L'avvocato Bongiorno: "Coerenza e rigore nella motivazione"

La motivazione della Corte di assise di appello di Perugia "è caratterizzata da estremo rigore logico e coerenza con gli atti". E' quanto afferma uno dei legali di Raffale Sollecito, l'avvocato Giulia Bongiorno, commentando come i giudici hanno motivato la sentenza con cui il tre ottobre scorso hanno assolto lo studente di Giovinazzo e Amanda Knox dall'omicidio di Meredith Kercher. Il legale giudica la motivazione "puntualissima anche sul tema del dna, nella parte in cui prende atto della possibile contaminazione del gancetto di reggiseno".

La Corte si esprime su Amanda

Nel corso delle indagini sull'omicidio di Meredith Kercher Amanda Knox venne sottoposta a interrogatori di ''durata ossessiva'', trovandosi in una situazione ''di notevole pressione psicologica, che definire stress appare riduttivo''. Lo scrive la Corte d'assise d'appello di Perugia. La giovane americana e' stata condannata a tre anni di reclusione per calunnia nei confronti di Patrick Lumumba avendolo falsamente accusato di essere responsabile dell'omicidio Kercher.

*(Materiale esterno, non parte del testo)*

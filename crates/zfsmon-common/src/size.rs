//! Parsing of human-readable byte sizes as printed by the ZFS tools.

/// Error returned when a string cannot be interpreted as a byte size.
///
/// # Examples
///
/// ```
/// use zfsmon_common::size::{parse_size, SizeFormatError};
///
/// let err: SizeFormatError = parse_size("10Q").unwrap_err();
/// assert_eq!(err.value, "10Q");
/// assert!(err.to_string().contains("10Q"));
/// ```
#[derive(Debug, Clone, PartialEq, Eq, thiserror::Error)]
#[error("cannot parse {value:?} as a byte size")]
pub struct SizeFormatError {
    /// The input that failed to parse.
    pub value: String,
}

/// Binary-prefix suffixes in ascending order; each step is 1024x.
const SUFFIXES: &[char] = &['K', 'M', 'G', 'T', 'P', 'E'];

/// Parses a size string as printed by `zpool list` / `zfs list` into a
/// byte count.
///
/// Accepted forms are a plain number (raw bytes), a number with a
/// binary-prefix suffix (`K`, `M`, `G`, `T`, `P`, `E`, case-insensitive,
/// each 1024x the previous), and the `-` sentinel the tools print for
/// properties with no value, which parses to zero. Fractional values
/// such as `1.25G` are truncated toward zero after scaling.
///
/// # Errors
///
/// Returns [`SizeFormatError`] for any other input, including values
/// that would overflow a `u64`.
///
/// # Examples
///
/// ```
/// use zfsmon_common::size::parse_size;
///
/// assert_eq!(parse_size("512"), Ok(512));
/// assert_eq!(parse_size("10G"), Ok(10 * 1024 * 1024 * 1024));
/// assert_eq!(parse_size("1.5K"), Ok(1536));
/// assert_eq!(parse_size("-"), Ok(0));
/// assert!(parse_size("1.76x").is_err());
/// ```
pub fn parse_size(text: &str) -> Result<u64, SizeFormatError> {
    let trimmed = text.trim();
    if trimmed == "-" {
        return Ok(0);
    }

    let err = || SizeFormatError {
        value: text.to_string(),
    };

    let (number, scale) = match trimmed.chars().last() {
        None => return Err(err()),
        Some(last) if last.is_ascii_alphabetic() => {
            let exponent = SUFFIXES
                .iter()
                .position(|s| *s == last.to_ascii_uppercase())
                .ok_or_else(err)?;
            let scale = 1024u64.pow(exponent as u32 + 1);
            (&trimmed[..trimmed.len() - 1], scale)
        }
        Some(_) => (trimmed, 1),
    };

    // Whole numbers stay on an exact integer path; only fractional
    // values go through f64.
    if let Ok(whole) = number.parse::<u64>() {
        return whole.checked_mul(scale).ok_or_else(err);
    }

    let fractional: f64 = number.parse().map_err(|_| err())?;
    if !fractional.is_finite() || fractional < 0.0 {
        return Err(err());
    }
    let bytes = fractional * scale as f64;
    if bytes >= u64::MAX as f64 {
        return Err(err());
    }
    Ok(bytes as u64)
}
//! The zfsmon agent: collects ZFS pool and mount state on a fixed
//! interval and reports it to a zfsmon aggregation server over HTTP.

pub mod config;
pub mod reporter;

I giudici hanno pero' escluso che questo reato fosse finalizzato a procurarsi l'impunita' dall'omicidio, come invece ipotizzato dai pm. Secondo i giudici d'appello la pressione psicologica sulla Knox fu tale ''da far dubitare della effettiva spontaneita' delle sue dichiarazioni''. Nelle motivazioni si parla di una condizione divenuta per lei ''davvero un peso insopportabile''. ''In quel contesto e' comprensibile - si legge ancora - che Amanda Knox, cedendo alla pressione e alla stanchezza abbia sperato di mettere fine a quella situazione, dando a coloro che la stavano interrogando quello che in fondo essi si volevano sentire dire: un nome, un assassino''. Facendolo l'americana ''sperava, verosimilmente, di porre fine a quella pressione, ormai dopo lunghe ore un vero tormento''.

 

Secondo la Corte se la Knox si fosse trovata all'interno della casa di via della Pergola al momento dell'omicidio ''la via piu' agevole per difendersi sarebbe stata quella di indicare il vero autore del delitto... perche' questo l'avrebbe resa credibile e non invece indicare un soggetto del tutto estraneo''. ''Ritiene dunque questa Corte che Amanda Knox abbia indicato in Lumumba l'autore del delitto - e' detto nelle motivazioni - soltanto perche' in quel momento, avendo coloro che la stavano interrogando insistito sulla spiegazione del messaggio a lui inviato (un sms di risposta dopo che il musicista allora gestore di un pub le aveva detto di non recarsi al lavoro - ndr) le apparve come la piu' breve e agevole per porre fine alla situazione in cui si trovava''.